BEGIN Provided records

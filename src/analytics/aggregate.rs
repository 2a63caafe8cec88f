//! Group-by accumulation shared by every summary
//!
//! Groups are kept in a `BTreeMap`, so results come out ordered by key
//! (partner id, level rank or calendar date).

use std::collections::BTreeMap;

/// Aggregation type
#[derive(Debug, Clone, Copy, PartialEq)]
pub enum AggregateType {
    Count,
    Sum,
    Avg,
}

/// Internal state for an aggregator
#[derive(Debug, Clone, Copy)]
enum AggregatorState {
    Count(u64),
    Sum(f64),
    Avg { sum: f64, count: u64 },
}

impl AggregatorState {
    fn new(func: AggregateType) -> Self {
        match func {
            AggregateType::Count => AggregatorState::Count(0),
            AggregateType::Sum => AggregatorState::Sum(0.0),
            AggregateType::Avg => AggregatorState::Avg { sum: 0.0, count: 0 },
        }
    }

    fn update(&mut self, value: f64) {
        match self {
            AggregatorState::Count(c) => *c += 1,
            AggregatorState::Sum(s) => *s += value,
            AggregatorState::Avg { sum, count } => {
                *sum += value;
                *count += 1;
            }
        }
    }

    fn result(&self) -> f64 {
        match self {
            AggregatorState::Count(c) => *c as f64,
            AggregatorState::Sum(s) => *s,
            AggregatorState::Avg { sum, count } => {
                if *count == 0 {
                    0.0
                } else {
                    *sum / *count as f64
                }
            }
        }
    }
}

/// GROUP BY key with one aggregator per column
#[derive(Debug, Clone)]
pub struct GroupedAggregate<K: Ord> {
    funcs: Vec<AggregateType>,
    groups: BTreeMap<K, Vec<AggregatorState>>,
}

impl<K: Ord> GroupedAggregate<K> {
    pub fn new(funcs: &[AggregateType]) -> Self {
        Self {
            funcs: funcs.to_vec(),
            groups: BTreeMap::new(),
        }
    }

    /// Feed one row. `values` is aligned with the aggregate columns; for
    /// `Count` columns the value is ignored.
    pub fn update(&mut self, key: K, values: &[f64]) {
        let funcs = &self.funcs;
        let states = self
            .groups
            .entry(key)
            .or_insert_with(|| funcs.iter().map(|f| AggregatorState::new(*f)).collect());
        for (state, value) in states.iter_mut().zip(values.iter().chain(std::iter::repeat(&0.0))) {
            state.update(*value);
        }
    }

    pub fn len(&self) -> usize {
        self.groups.len()
    }

    pub fn is_empty(&self) -> bool {
        self.groups.is_empty()
    }

    /// Groups in key order with one result per aggregate column
    pub fn finish(self) -> Vec<(K, Vec<f64>)> {
        self.groups
            .into_iter()
            .map(|(key, states)| (key, states.iter().map(AggregatorState::result).collect()))
            .collect()
    }
}
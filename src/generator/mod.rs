//! Synthetic data generator
//!
//! Produces a partner tree and the three fact tables consistent with it.
//! Randomness is injected so tests can pass a seeded RNG; sessions without a
//! configured seed draw from OS entropy and are not reproducible.

pub mod facts;
pub mod partners;

pub use facts::{generate_activity, generate_sales, generate_social, REVIEW_PROBABILITY};
pub use partners::{draw_level, generate_partners, LEVEL_WEIGHTS, ROOT_NAME};

use crate::config::GeneratorConfig;
use crate::dataset::{Dataset, Origin};
use crate::model::Partner;
use rand::rngs::StdRng;
use rand::{Rng, SeedableRng};
use tracing::debug;

/// RNG for one session: seeded when configured, entropy otherwise
pub fn session_rng(seed: Option<u64>) -> StdRng {
    match seed {
        Some(seed) => StdRng::seed_from_u64(seed),
        None => StdRng::from_entropy(),
    }
}

/// Generate a complete dataset: partner tree plus sales, activity and social
pub fn generate_dataset<R: Rng + ?Sized>(rng: &mut R, config: &GeneratorConfig) -> Dataset {
    let anchor = config.anchor();
    let partners = generate_partners(rng, config.partner_count, anchor);
    synthesize_facts(rng, partners, config, Origin::Generated)
}

/// Generate fact tables for an existing partner table
pub fn synthesize_facts<R: Rng + ?Sized>(
    rng: &mut R,
    partners: Vec<Partner>,
    config: &GeneratorConfig,
    origin: Origin,
) -> Dataset {
    let anchor = config.anchor();
    let sales = generate_sales(rng, &partners, config.sales_days, anchor);
    let activity = generate_activity(rng, &partners, config.activity_days, anchor);
    let social = generate_social(rng, &partners, config.social_days, anchor);

    debug!(
        "Synthesized {} sales, {} activity and {} social records for {} partners",
        sales.len(),
        activity.len(),
        social.len(),
        partners.len()
    );

    Dataset {
        origin,
        partners,
        sales,
        activity,
        social,
    }
}
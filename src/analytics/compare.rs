//! Multi-KPI comparison of a handful of partners

use super::ranking::KpiMetric;
use super::summary::KpiRow;
use crate::error::{DashboardError, DashboardResult};
use crate::model::PartnerId;
use serde::Serialize;

/// Metrics plotted on the comparison radar, in axis order
pub const COMPARISON_METRICS: [KpiMetric; 5] = [
    KpiMetric::Revenue,
    KpiMetric::ActivityCount,
    KpiMetric::Posts,
    KpiMetric::Shares,
    KpiMetric::AdvocacyScore,
];

/// One partner's metrics scaled to 0..=100 of the table maximum
#[derive(Debug, Clone, PartialEq, Serialize)]
pub struct ComparisonProfile {
    pub partner_id: PartnerId,
    pub name: String,
    pub revenue: f64,
    pub activity_count: f64,
    pub posts: f64,
    pub shares: f64,
    pub advocacy_score: f64,
}

impl ComparisonProfile {
    /// Normalized values aligned with [`COMPARISON_METRICS`]
    pub fn values(&self) -> [f64; 5] {
        [self.revenue, self.activity_count, self.posts, self.shares, self.advocacy_score]
    }
}

/// Normalize each comparison metric by its maximum over the whole KPI table
/// (1 when that maximum is not positive). Ids without a KPI row are skipped.
pub fn compare(rows: &[KpiRow], ids: &[PartnerId], max: usize) -> DashboardResult<Vec<ComparisonProfile>> {
    if ids.len() > max {
        return Err(DashboardError::TooManySelections { max, got: ids.len() });
    }

    let scale: Vec<f64> = COMPARISON_METRICS
        .iter()
        .map(|m| {
            let top = rows.iter().map(|r| m.value(r)).fold(f64::NEG_INFINITY, f64::max);
            if top > 0.0 { top } else { 1.0 }
        })
        .collect();

    Ok(rows
        .iter()
        .filter(|r| ids.contains(&r.partner_id))
        .map(|r| {
            let pct = |i: usize| COMPARISON_METRICS[i].value(r) / scale[i] * 100.0;
            ComparisonProfile {
                partner_id: r.partner_id,
                name: r.name.clone(),
                revenue: pct(0),
                activity_count: pct(1),
                posts: pct(2),
                shares: pct(3),
                advocacy_score: pct(4),
            }
        })
        .collect())
}

#[cfg(test)]
mod tests {
    use super::*;
    use crate::model::{Level, Status};

    fn row(id: u64, revenue: f64, posts: u64) -> KpiRow {
        KpiRow {
            partner_id: PartnerId(id),
            revenue,
            name: format!("Partner {}", id),
            level: Level::Ambassador,
            status: Status::Premium,
            activity_count: 10,
            posts,
            shares: 0,
            sentiment: 0.0,
            advocacy_score: 50.0,
            reviews: 0,
        }
    }

    #[test]
    fn test_normalized_against_table_max() {
        let rows = vec![row(1, 200.0, 4), row(2, 50.0, 2), row(3, 400.0, 8)];
        let out = compare(&rows, &[PartnerId(2), PartnerId(1)], 5).unwrap();
        assert_eq!(out.len(), 2);
        assert_eq!(out[0].partner_id, PartnerId(1));
        assert_eq!(out[0].values(), [50.0, 100.0, 50.0, 0.0, 100.0]);
        assert_eq!(out[1].revenue, 12.5);
    }

    #[test]
    fn test_zero_column_uses_unit_scale() {
        let rows = vec![row(1, 0.0, 0)];
        let out = compare(&rows, &[PartnerId(1)], 5).unwrap();
        assert_eq!(out[0].revenue, 0.0);
        assert_eq!(out[0].shares, 0.0);
        assert_eq!(out[0].advocacy_score, 100.0);
    }

    #[test]
    fn test_selection_limit() {
        let rows = vec![row(1, 1.0, 1)];
        let ids: Vec<_> = (1..=6).map(PartnerId).collect();
        assert!(matches!(
            compare(&rows, &ids, 5),
            Err(DashboardError::TooManySelections { max: 5, got: 6 })
        ));
        assert!(compare(&rows, &[], 5).unwrap().is_empty());
    }
}
//! Session-scoped dashboard state
//!
//! A [`Session`] owns the configuration, the RNG and the current dataset
//! snapshot. The snapshot is only ever replaced as a whole; a failed upload
//! leaves the previous one untouched.

use crate::config::DashboardConfig;
use crate::dataset::{Dataset, Origin};
use crate::error::DashboardResult;
use crate::generator::{generate_dataset, session_rng, synthesize_facts};
use crate::io::read_partners;
use rand::rngs::StdRng;
use std::io::Read;
use tracing::info;

pub struct Session {
    config: DashboardConfig,
    rng: StdRng,
    dataset: Dataset,
    generation: u64,
}

impl Session {
    /// Start a session with a freshly generated dataset
    pub fn create(config: DashboardConfig) -> Self {
        let mut rng = session_rng(config.generator.seed);
        let dataset = generate_dataset(&mut rng, &config.generator);
        info!(
            "Session created with {} generated partners",
            dataset.partners.len()
        );
        Session {
            config,
            rng,
            dataset,
            generation: 1,
        }
    }

    /// Start a session from an uploaded partner table. Fact tables are
    /// synthesized for the uploaded partners.
    pub fn from_upload<R: Read>(config: DashboardConfig, reader: R) -> DashboardResult<Self> {
        let partners = read_partners(reader)?;
        let mut rng = session_rng(config.generator.seed);
        let dataset = synthesize_facts(&mut rng, partners, &config.generator, Origin::Uploaded);
        info!(
            "Session created from upload with {} partners",
            dataset.partners.len()
        );
        Ok(Session {
            config,
            rng,
            dataset,
            generation: 1,
        })
    }

    /// Replace the current dataset with an uploaded partner table
    pub fn load_partners<R: Read>(&mut self, reader: R) -> DashboardResult<()> {
        let partners = read_partners(reader)?;
        self.dataset = synthesize_facts(&mut self.rng, partners, &self.config.generator, Origin::Uploaded);
        self.generation += 1;
        info!(
            "Loaded {} uploaded partners (generation {})",
            self.dataset.partners.len(),
            self.generation
        );
        Ok(())
    }

    /// Discard the current dataset and generate a new partner tree and facts
    pub fn regenerate(&mut self) {
        self.dataset = generate_dataset(&mut self.rng, &self.config.generator);
        self.generation += 1;
        info!(
            "Regenerated dataset with {} partners (generation {})",
            self.dataset.partners.len(),
            self.generation
        );
    }

    pub fn dataset(&self) -> &Dataset {
        &self.dataset
    }

    pub fn config(&self) -> &DashboardConfig {
        &self.config
    }

    /// Number of datasets this session has held, starting at 1
    pub fn generation(&self) -> u64 {
        self.generation
    }

    /// End the session, releasing the dataset
    pub fn destroy(self) {
        info!("Session destroyed after {} generation(s)", self.generation);
    }
}
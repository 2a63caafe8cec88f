//! Partner hierarchy synthesis

use crate::model::{
    Level, Partner, PartnerId, Status, ENGAGEMENT_MAX, ENGAGEMENT_MIN, SENTIMENT_MAX, SENTIMENT_MIN,
};
use chrono::{Duration, NaiveDate};
use rand::seq::SliceRandom;
use rand::Rng;

/// Probability of each level for non-root partners, in `Level::ALL` order
pub const LEVEL_WEIGHTS: [f64; 3] = [0.2, 0.5, 0.3];

pub const ROOT_NAME: &str = "Root Distributor";

/// Generate `count` partners forming a single-rooted tree.
///
/// Partner 1 is the root distributor. Every later partner draws a weighted
/// level and attaches to a uniformly chosen existing partner of strictly
/// higher rank, falling back to the root when no such partner exists. Parents
/// therefore always precede their children.
pub fn generate_partners<R: Rng + ?Sized>(
    rng: &mut R,
    count: usize,
    anchor: NaiveDate,
) -> Vec<Partner> {
    let mut partners: Vec<Partner> = Vec::with_capacity(count);
    if count == 0 {
        return partners;
    }

    partners.push(Partner {
        partner_id: PartnerId(1),
        name: ROOT_NAME.to_string(),
        level: Level::Distributor,
        parent_id: None,
        join_date: anchor - Duration::days(rng.gen_range(100..=1000)),
        status: random_status(rng),
        posts: rng.gen_range(10..=200),
        shares: rng.gen_range(20..=500),
        sentiment: round2(rng.gen_range(SENTIMENT_MIN..=SENTIMENT_MAX)),
        advocacy_score: rng.gen_range(1..=100),
        engagement: rng.gen_range(ENGAGEMENT_MIN..=ENGAGEMENT_MAX),
        total_revenue: round2(rng.gen_range(10_000.0..=100_000.0)),
    });

    for i in 2..=count as u64 {
        let level = draw_level(rng);
        let parent_id = partners
            .iter()
            .filter(|p| p.level.outranks(level))
            .collect::<Vec<_>>()
            .choose(rng)
            .map(|p| p.partner_id)
            .unwrap_or(PartnerId(1));

        partners.push(Partner {
            partner_id: PartnerId(i),
            name: format!("Partner {}", i),
            level,
            parent_id: Some(parent_id),
            join_date: anchor - Duration::days(rng.gen_range(1..=900)),
            status: random_status(rng),
            posts: rng.gen_range(0..=200),
            shares: rng.gen_range(0..=500),
            sentiment: round2(rng.gen_range(SENTIMENT_MIN..=SENTIMENT_MAX)),
            advocacy_score: rng.gen_range(1..=100),
            engagement: rng.gen_range(ENGAGEMENT_MIN..=ENGAGEMENT_MAX),
            total_revenue: round2(rng.gen_range(1_000.0..=50_000.0)),
        });
    }

    partners
}

/// Weighted level draw over [`LEVEL_WEIGHTS`]
pub fn draw_level<R: Rng + ?Sized>(rng: &mut R) -> Level {
    let total: f64 = LEVEL_WEIGHTS.iter().sum();
    let mut roll = rng.gen_range(0.0..total);
    for (level, weight) in Level::ALL.iter().zip(LEVEL_WEIGHTS) {
        if roll < weight {
            return *level;
        }
        roll -= weight;
    }
    Level::Ambassador
}

fn random_status<R: Rng + ?Sized>(rng: &mut R) -> Status {
    Status::ALL[rng.gen_range(0..Status::ALL.len())]
}

pub(crate) fn round2(value: f64) -> f64 {
    (value * 100.0).round() / 100.0
}
//! Partner dimension record

use super::types::{Level, PartnerId, Status};
use chrono::NaiveDate;
use serde::{Deserialize, Serialize};

pub const SENTIMENT_MIN: f64 = -1.0;
pub const SENTIMENT_MAX: f64 = 1.0;
pub const ADVOCACY_MIN: u32 = 1;
pub const ADVOCACY_MAX: u32 = 100;
pub const ENGAGEMENT_MIN: u32 = 1;
pub const ENGAGEMENT_MAX: u32 = 100;

/// A partner in the network hierarchy
///
/// `parent_id` is `None` only for the single root. The social fields are
/// snapshot values carried on the dimension itself; the daily series lives in
/// the social fact table.
#[derive(Debug, Clone, PartialEq, Serialize, Deserialize)]
pub struct Partner {
    pub partner_id: PartnerId,
    pub name: String,
    pub level: Level,
    pub parent_id: Option<PartnerId>,
    pub join_date: NaiveDate,
    pub status: Status,
    pub posts: u32,
    pub shares: u32,
    pub sentiment: f64,
    pub advocacy_score: u32,
    pub engagement: u32,
    pub total_revenue: f64,
}

impl Partner {
    /// Create a partner with zeroed social metrics and neutral scores
    pub fn new(
        partner_id: impl Into<PartnerId>,
        name: impl Into<String>,
        level: Level,
        parent_id: Option<PartnerId>,
        join_date: NaiveDate,
        status: Status,
    ) -> Self {
        Partner {
            partner_id: partner_id.into(),
            name: name.into(),
            level,
            parent_id,
            join_date,
            status,
            posts: 0,
            shares: 0,
            sentiment: 0.0,
            advocacy_score: ADVOCACY_MIN,
            engagement: ENGAGEMENT_MIN,
            total_revenue: 0.0,
        }
    }

    pub fn is_root(&self) -> bool {
        self.parent_id.is_none()
    }

    pub fn with_revenue(mut self, total_revenue: f64) -> Self {
        self.total_revenue = total_revenue;
        self
    }

    /// Case-insensitive name match, or substring match on the decimal id
    pub fn matches_search(&self, query: &str) -> bool {
        let needle = query.to_lowercase();
        self.name.to_lowercase().contains(&needle)
            || self.partner_id.to_string().contains(query)
    }
}

#[cfg(test)]
mod tests {
    use super::*;

    fn sample() -> Partner {
        Partner::new(
            12,
            "Partner 12",
            Level::Agent,
            Some(PartnerId(1)),
            NaiveDate::from_ymd_opt(2024, 3, 1).unwrap(),
            Status::Active,
        )
    }

    #[test]
    fn test_search_by_name_and_id() {
        let p = sample();
        assert!(p.matches_search("partner"));
        assert!(p.matches_search("PARTNER 1"));
        assert!(p.matches_search("12"));
        assert!(p.matches_search("2"));
        assert!(!p.matches_search("root"));
    }

    #[test]
    fn test_root_detection() {
        let mut p = sample();
        assert!(!p.is_root());
        p.parent_id = None;
        assert!(p.is_root());
    }
}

END Provided records

> **Task to carry out**
The lines above that include "current" should each be listed.

> **Written solution**
//! A [`Session`] owns the configuration, the RNG and the current dataset
    /// Replace the current dataset with an uploaded partner table
    /// Discard the current dataset and generate a new partner tree and facts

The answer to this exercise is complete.